Talvez exista uma outra atividade humana com mais desperdício. Agricultura desperdiça água, por exemplo – mas estão resolvendo isso. Mas nós, da área de tecnologia desperdiçamos desde sempre. Porque há uma fartura, ao menos na cabeça das pessoas. Porém, sempre que há limites para gastos, o melhor da genialidade humana aparece.
Eu sou da época em que alguns computadores tinham 1k de memória: sim, 1024 bytes. Programar Pera algo insano: você reaproveitava código com flags apontando caminhos diferentes; você enxugava tudo. Ano era escrito em dois dígitos – foi assim que a gente entrou em pânico na virada do milênio. Mas, justiça seja feita, muita coisa boa foi produzida ali. Economizar CPU e memória foi o mantra por muito tempo (Alguém se lembra do Bill Gates afirmando que não via a necessidade de um computador pessoal ter mais do que 512 kbytes de memória na época do MS-DOS?). Uma loucura pensar que o computador de bordo do Projeto Apollo tinha apenas 4 bits (não, não era o HAL-9000 que controlava a nave – felizmente).

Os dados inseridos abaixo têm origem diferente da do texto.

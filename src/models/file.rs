//! Files produced by retrieval and archiving.

use std::path::PathBuf;

use super::AnexoIdentity;

/// A successfully downloaded, non-empty attachment.
#[derive(Debug, Clone, PartialEq, Eq)]
pub struct RetrievedFile {
    pub source_identity: AnexoIdentity,
    pub path: PathBuf,
    /// Always greater than zero.
    pub size_bytes: u64,
}

impl RetrievedFile {
    /// Base name of the file on disk.
    pub fn file_name(&self) -> Option<&str> {
        self.path.file_name().and_then(|n| n.to_str())
    }
}

/// What the archiver wrote.
#[derive(Debug, Clone, PartialEq, Eq)]
pub struct ArchiveManifest {
    pub path: PathBuf,
    /// Entry names in write order. Flat, no directory components.
    pub entries: Vec<String>,
}
//! Finds the Anexo I and Anexo II attachments of the ANS procedure list,
//! downloads them and bundles them into a zip.
//!
//! Discovery tries a static parse of the page first and renders it in a
//! headless browser only when that comes up short.

pub mod archive;
pub mod cancel;
pub mod config;
pub mod models;
pub mod pipeline;
pub mod scrapers;
pub mod services;
pub mod utils;

pub use cancel::{cancel_pair, CancelHandle, CancelSignal};
pub use config::Config;
pub use pipeline::{Pipeline, PipelineError, PipelineOutcome};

Mas a Lei de Moore trouxe barateamento para todos os componentes: CPUs, memória, discos, rede, internet e… software. E com cloud, fomos a uma outra dimensão. Você pode mobilizar centenas de servidores para um pico de processamento de uma hora e isso vai te custar alguns dólares apenas. Essa fartura fez a gente relaxar: se as tecnologias digitais são acessíveis, baratas e sob demanda, para que vou me dedicar a fazer um software econômico? Para que algoritmos sofisticados se os básicos retornam o mesmo resultado, a um custo ainda aceitável de consumo? Não funcionou? Coloca mais IaaS e tudo bem!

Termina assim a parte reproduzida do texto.